_TASK ITEM_
Every line below should be repeated exactly as written.

_DATA FOR REVIEW_
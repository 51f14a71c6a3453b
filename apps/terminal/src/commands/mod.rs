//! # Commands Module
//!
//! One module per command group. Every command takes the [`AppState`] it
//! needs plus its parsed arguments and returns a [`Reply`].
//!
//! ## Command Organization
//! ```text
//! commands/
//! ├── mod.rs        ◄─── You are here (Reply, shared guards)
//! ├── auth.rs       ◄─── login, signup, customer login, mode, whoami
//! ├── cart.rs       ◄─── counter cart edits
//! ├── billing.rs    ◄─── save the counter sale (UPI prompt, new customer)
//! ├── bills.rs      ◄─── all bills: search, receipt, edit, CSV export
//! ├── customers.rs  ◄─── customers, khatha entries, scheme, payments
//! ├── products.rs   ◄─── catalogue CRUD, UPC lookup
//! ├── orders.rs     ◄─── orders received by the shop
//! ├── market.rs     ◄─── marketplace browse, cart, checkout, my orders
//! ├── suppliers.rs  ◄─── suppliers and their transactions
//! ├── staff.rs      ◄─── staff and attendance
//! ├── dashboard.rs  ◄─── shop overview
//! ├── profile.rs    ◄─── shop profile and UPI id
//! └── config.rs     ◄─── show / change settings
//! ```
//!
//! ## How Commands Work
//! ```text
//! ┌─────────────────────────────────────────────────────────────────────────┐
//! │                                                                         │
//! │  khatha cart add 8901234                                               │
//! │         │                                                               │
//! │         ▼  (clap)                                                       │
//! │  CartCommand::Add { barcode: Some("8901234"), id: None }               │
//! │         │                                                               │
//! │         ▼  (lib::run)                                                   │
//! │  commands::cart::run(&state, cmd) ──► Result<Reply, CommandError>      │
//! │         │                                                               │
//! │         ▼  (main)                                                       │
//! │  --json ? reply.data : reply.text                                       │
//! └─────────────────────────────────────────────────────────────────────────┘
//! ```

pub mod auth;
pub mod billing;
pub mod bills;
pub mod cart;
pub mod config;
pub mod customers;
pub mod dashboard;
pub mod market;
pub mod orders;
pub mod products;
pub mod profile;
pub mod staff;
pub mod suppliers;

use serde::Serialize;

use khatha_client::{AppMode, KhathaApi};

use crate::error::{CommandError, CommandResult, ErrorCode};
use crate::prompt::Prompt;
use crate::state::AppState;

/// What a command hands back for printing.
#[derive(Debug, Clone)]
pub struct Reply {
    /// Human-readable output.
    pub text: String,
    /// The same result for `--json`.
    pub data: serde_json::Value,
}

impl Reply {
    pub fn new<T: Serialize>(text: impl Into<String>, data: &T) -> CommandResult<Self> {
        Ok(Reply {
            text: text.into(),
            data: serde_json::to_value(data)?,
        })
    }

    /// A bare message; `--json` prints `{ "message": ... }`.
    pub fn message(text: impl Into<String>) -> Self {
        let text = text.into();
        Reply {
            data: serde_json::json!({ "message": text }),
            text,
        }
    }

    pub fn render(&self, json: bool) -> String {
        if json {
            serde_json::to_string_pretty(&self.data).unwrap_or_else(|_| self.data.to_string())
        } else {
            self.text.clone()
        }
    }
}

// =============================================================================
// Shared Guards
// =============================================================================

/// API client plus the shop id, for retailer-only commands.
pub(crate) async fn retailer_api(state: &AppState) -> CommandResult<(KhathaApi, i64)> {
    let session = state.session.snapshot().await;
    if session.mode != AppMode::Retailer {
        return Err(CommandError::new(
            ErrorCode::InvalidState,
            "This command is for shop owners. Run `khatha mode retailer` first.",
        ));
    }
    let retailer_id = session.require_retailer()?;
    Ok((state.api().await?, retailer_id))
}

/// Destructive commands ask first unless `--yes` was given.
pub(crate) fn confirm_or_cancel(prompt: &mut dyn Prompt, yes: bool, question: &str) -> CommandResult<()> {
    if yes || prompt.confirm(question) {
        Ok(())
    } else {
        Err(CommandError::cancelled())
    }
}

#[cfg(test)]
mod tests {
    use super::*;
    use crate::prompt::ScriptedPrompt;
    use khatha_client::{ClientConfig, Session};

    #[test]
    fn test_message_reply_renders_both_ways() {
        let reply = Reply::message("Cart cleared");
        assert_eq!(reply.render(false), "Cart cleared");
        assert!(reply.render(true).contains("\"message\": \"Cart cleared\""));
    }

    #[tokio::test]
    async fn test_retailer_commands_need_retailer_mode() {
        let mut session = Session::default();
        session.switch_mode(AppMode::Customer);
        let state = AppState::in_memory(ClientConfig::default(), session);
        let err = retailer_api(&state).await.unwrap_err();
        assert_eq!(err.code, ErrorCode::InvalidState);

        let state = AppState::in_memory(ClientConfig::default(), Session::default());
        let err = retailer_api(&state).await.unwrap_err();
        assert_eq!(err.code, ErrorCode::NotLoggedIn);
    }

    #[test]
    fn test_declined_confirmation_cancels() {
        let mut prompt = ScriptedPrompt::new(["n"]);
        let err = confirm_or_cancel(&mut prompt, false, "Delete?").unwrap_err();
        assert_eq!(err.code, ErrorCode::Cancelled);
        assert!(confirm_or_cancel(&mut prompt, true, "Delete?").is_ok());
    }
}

_ANSWER SECTION_
repository 51f14a71c6a3453b
filename apps/terminal/src/commands/mod.rs
//! # Commands Module
//!
//! One module per command group. Every command takes the [`AppState`] it
//! needs plus its parsed arguments and returns a [`Reply`].
//!
//! ## Command Organization
//! ```text
//! commands/
//! ├── mod.rs        ◄─── You are here (Reply, shared guards)
//! ├── auth.rs       ◄─── login, signup, customer login, mode, whoami
//! ├── cart.rs       ◄─── counter cart edits
//! ├── billing.rs    ◄─── save the counter sale (UPI prompt, new customer)
//! ├── bills.rs      ◄─── all bills: search, receipt, edit, CSV export
//! ├── customers.rs  ◄─── customers, khatha entries, scheme, payments
//! ├── products.rs   ◄─── catalogue CRUD, UPC lookup
//! ├── orders.rs     ◄─── orders received by the shop
//! ├── market.rs     ◄─── marketplace browse, cart, checkout, my orders
//! ├── suppliers.rs  ◄─── suppliers and their transactions
//! ├── staff.rs      ◄─── staff and attendance
//! ├── dashboard.rs  ◄─── shop overview
//! ├── profile.rs    ◄─── shop profile and UPI id
//! └── config.rs     ◄─── show / change settings
//! ```
//!
//! ## How Commands Work
//! ```text
//! ┌─────────────────────────────────────────────────────────────────────────┐
//! │                                                                         │
//! │  khatha cart add 8901234                                               │
//! │         │                                                               │
//! │         ▼  (clap)                                                       │
//! │  CartCommand::Add { barcode: Some("8901234"), id: None }               │
//! │         │                                                               │
//! │         ▼  (lib::run)                                                   │
//! │  commands::cart::run(&state, cmd) ──► Result<Reply, CommandError>      │
//! │         │                                                               │
//! │         ▼  (main)                                                       │
//! │  --json ? reply.data : reply.text                                       │
//! └─────────────────────────────────────────────────────────────────────────┘
//! ```

pub mod auth;
pub mod billing;
pub mod bills;
pub mod cart;
pub mod config;
pub mod customers;
pub mod dashboard;
pub mod market;
pub mod orders;
pub mod products;
pub mod profile;
pub mod staff;
pub mod suppliers;

use serde::Serialize;

use khatha_client::{AppMode, KhathaApi};

use crate::error::{CommandError, CommandResult, ErrorCode};
use crate::prompt::Prompt;
use crate::state::AppState;

/// What a command hands back for printing.
#[derive(Debug, Clone)]
pub struct Reply {
    /// Human-readable output.
    pub text: String,
    /// The same result for `--json`.
    pub data: serde_json::Value,
}

impl Reply {
    pub fn new<T: Serialize>(text: impl Into<String>, data: &T) -> CommandResult<Self> {
        Ok(Reply {
            text: text.into(),
            data: serde_json::to_value(data)?,
        })
    }

    /// A bare message; `--json` prints `{ "message": ... }`.
    pub fn message(text: impl Into<String>) -> Self {
        let text = text.into();
        Reply {
            data: serde_json::json!({ "message": text }),
            text,
        }
    }

    pub fn render(&self, json: bool) -> String {
        if json {
            serde_json::to_string_pretty(&self.data).unwrap_or_else(|_| self.data.to_string())
        } else {
            self.text.clone()
        }
    }
}

// =============================================================================
// Shared Guards
// =============================================================================

/// API client plus the shop id, for retailer-only commands.
pub(crate) async fn retailer_api(state: &AppState) -> CommandResult<(KhathaApi, i64)> {
    let session = state.session.snapshot().await;
    if session.mode != AppMode::Retailer {
        return Err(CommandError::new(
            ErrorCode::InvalidState,
            "This command is for shop owners. Run `khatha mode retailer` first.",
        ));
    }
    let retailer_id = session.require_retailer()?;
    Ok((state.api().await?, retailer_id))
}

/// Destructive commands ask first unless `--yes` was given.
pub(crate) fn confirm_or_cancel(prompt: &mut dyn Prompt, yes: bool, question: &str) -> CommandResult<()> {
    if yes || prompt.confirm(question) {
        Ok(())
    } else {
        Err(CommandError::cancelled())
    }
}

#[cfg(test)]
mod tests {
    use super::*;
    use crate::prompt::ScriptedPrompt;
    use khatha_client::{ClientConfig, Session};

    #[test]
    fn test_message_reply_renders_both_ways() {
        let reply = Reply::message("Cart cleared");
        assert_eq!(reply.render(false), "Cart cleared");
        assert!(reply.render(true).contains("\"message\": \"Cart cleared\""));
    }

    #[tokio::test]
    async fn test_retailer_commands_need_retailer_mode() {
        let mut session = Session::default();
        session.switch_mode(AppMode::Customer);
        let state = AppState::in_memory(ClientConfig::default(), session);
        let err = retailer_api(&state).await.unwrap_err();
        assert_eq!(err.code, ErrorCode::InvalidState);

        let state = AppState::in_memory(ClientConfig::default(), Session::default());
        let err = retailer_api(&state).await.unwrap_err();
        assert_eq!(err.code, ErrorCode::NotLoggedIn);
    }

    #[test]
    fn test_declined_confirmation_cancels() {
        let mut prompt = ScriptedPrompt::new(["n"]);
        let err = confirm_or_cancel(&mut prompt, false, "Delete?").unwrap_err();
        assert_eq!(err.code, ErrorCode::Cancelled);
        assert!(confirm_or_cancel(&mut prompt, true, "Delete?").is_ok());
    }
}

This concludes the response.